L’évolution de la menace
Si tous les secteurs sont désormais concernés par la menace cyber, cela ne signifie pas que la nature des attaques a radicalement évolué. « Si l’on prend l’exemple du ransomware, on voit que c’est un type d’attaque qui est ancien, puisqu’il est né dans les années 80. A l’époque, il était toutefois bien plus difficile d’en faire un business, puisqu’il n’existait quasiment aucun moyen de verser de l’argent facilement et de façon non traçable, remarque François Thill. Avec l’arrivée des crypto-monnaies, c’est à présent bien plus simple et c’est la raison pour laquelle ces attaques se sont multipliées, sans pour autant que la nature de la menace ait beaucoup évolué. »

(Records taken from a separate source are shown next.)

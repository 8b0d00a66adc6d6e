// SPDX-License-Identifier: BUSL-1.1
// Copyright (c) 2026 Alfred Jean LLC

//! Scheduling policy: match pending tasks to free machines.
//!
//! Local machines are preferred; remote candidates come from the last
//! machine snapshot each connected node advertised, bounded by the main
//! node's view of that node's free slots. The actual local reservation is
//! the pool's atomic `acquire`; this module holds the pure decision logic
//! so it stays testable without a pool.

use cuckoo_core::{Machine, MachineState, NodeName, Task, TaskId};
use cuckoo_storage::NodeStatus;
use std::collections::HashMap;

/// A remote scheduling decision.
#[derive(Debug, Clone, PartialEq, Eq)]
pub struct RemoteCandidate {
    pub node: NodeName,
    pub machine: Machine,
}

/// Whether an advertised remote machine could run the task right now.
fn remote_machine_available(machine: &Machine, task: &Task) -> bool {
    machine.satisfies(&task.platform, &task.os_version, &task.required_tags)
        && machine.state == MachineState::Poweroff
        && !machine.is_disabled()
        && machine.reserved_by.is_none()
}

/// Free slots on a node: advertised available machines minus tasks we have
/// already dispatched there and not seen finish.
fn free_slots(node: &NodeName, status: &NodeStatus, node_tasks: &HashMap<TaskId, NodeName>) -> usize {
    let available = status
        .machines
        .iter()
        .filter(|m| m.state == MachineState::Poweroff && !m.is_disabled())
        .count();
    let in_flight = node_tasks.values().filter(|n| *n == node).count();
    available.saturating_sub(in_flight)
}

/// Pick a remote node advertising a candidate for the task.
///
/// Preference: the node with the most free slots, then name, so dispatch
/// spreads instead of piling onto one node. Within the node, candidates
/// order by `last_used_ms` then name, mirroring the local tie-break.
pub fn remote_candidate(
    task: &Task,
    nodes: &HashMap<NodeName, NodeStatus>,
    node_tasks: &HashMap<TaskId, NodeName>,
) -> Option<RemoteCandidate> {
    let mut best: Option<(usize, NodeName, Machine)> = None;

    for (name, status) in nodes {
        if !status.connected {
            continue;
        }
        let slots = free_slots(name, status, node_tasks);
        if slots == 0 {
            continue;
        }
        let candidate = status
            .machines
            .iter()
            .filter(|m| remote_machine_available(m, task))
            .min_by(|a, b| a.last_used_ms.cmp(&b.last_used_ms).then(a.name.cmp(&b.name)));
        let Some(machine) = candidate else {
            continue;
        };

        let replace = match &best {
            None => true,
            Some((best_slots, best_name, _)) => {
                slots > *best_slots || (slots == *best_slots && name < best_name)
            }
        };
        if replace {
            best = Some((slots, name.clone(), machine.clone()));
        }
    }

    best.map(|(_, node, machine)| RemoteCandidate { node, machine })
}

/// Whether any node (connected or not) has ever advertised a machine that
/// could satisfy the task. Feeds the NoMatchingMachine sweep together with
/// the local pool's view.
pub fn any_remote_matches(task: &Task, nodes: &HashMap<NodeName, NodeStatus>) -> bool {
    nodes.values().any(|status| {
        status
            .machines
            .iter()
            .any(|m| m.satisfies(&task.platform, &task.os_version, &task.required_tags))
    })
}

#[cfg(test)]
#[path = "scheduler_tests.rs"]
mod tests;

S’il fallait évoquer une tendance sur les cibles des hackers, on pourrait sans doute évoquer leur appétit pour les données personnelles, dont on commence à bien comprendre la valeur. En outre, en matière de modus operandi, on voit que les pirates informatiques n’ont pas toujours recours à des moyens très poussés d’un point de vue technologique pour arriver à leurs fins. « Il faut rappeler que la sécurité de l’information, c’est de la cybersécurité mais aussi de la sécurité physique, explique Marianne Dutriez. Un hacker peut tout à fait rentrer dans un bureau de la direction, appeler le support informatique en se faisant passer pour le directeur et obtenir un mot de passe lui donnant accès à des informations sensibles. Cela se voit souvent, alors qu’on imagine toujours que le hacking se fait à distance, à l’aide de techniques strictement informatiques. »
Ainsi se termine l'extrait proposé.